In-fusion cloning is the molecular cloning techniques applying the principle of Ligation Independent Cloning (LIC) method. This technique requires the specific designed primers which is exonuclease-based cloning that utilizes the 3' to 5' exonuclease activity to construct single-stranded 5' overhangs and the complementary single standard overhangs anneal together. Thereby, its potential advantages include directional cloning with one or multiple DNA fragments cloned into any vector, cloning any insert, into any position, within any vector. Currently, In-fusion cloning kit is commercialized by several biotechnology cooperations (e.g Takarabio), but the cost per ligation reaction of current commercial kits is quite high. This study has found out the optimal ligation parameters (i.e plasmid to insert ratio, ligation duration, and ligation temperature) using novel microbial cell extract [Eclone, gifted by Laboratory of molecular biotechnology, University of Science], which is being developed based on the mechanism of In-fusion cloning method.
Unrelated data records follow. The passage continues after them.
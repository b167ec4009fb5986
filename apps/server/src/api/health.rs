use std::sync::Arc;

use axum::{extract::State, routing::get, Router};
use pmajay_storage_sqlite::ping;

use crate::{error::ApiResult, main_lib::AppState};

async fn healthz() -> &'static str {
    "ok"
}

/// Ready once the database answers a trivial query.
async fn readyz(State(state): State<Arc<AppState>>) -> ApiResult<&'static str> {
    ping(&state.pool)?;
    Ok("ok")
}

pub fn router() -> Router<Arc<AppState>> {
    Router::new()
        .route("/healthz", get(healthz))
        .route("/readyz", get(readyz))
}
The outcome of this thesis will be a standardized protocol for molecular cloning using a novel enzyme to reduce the cost and materials for each ligation reaction. In the scope of this study, the molecular cloning procedure using a novel microbial cell extract was established with the optimal parameter in ligation process at 25°C, the ratio of insert to plasmid [1:1] within 15 minutes. This condition resulted in high efficiency, less ligation time, and lower cost per ligation reaction.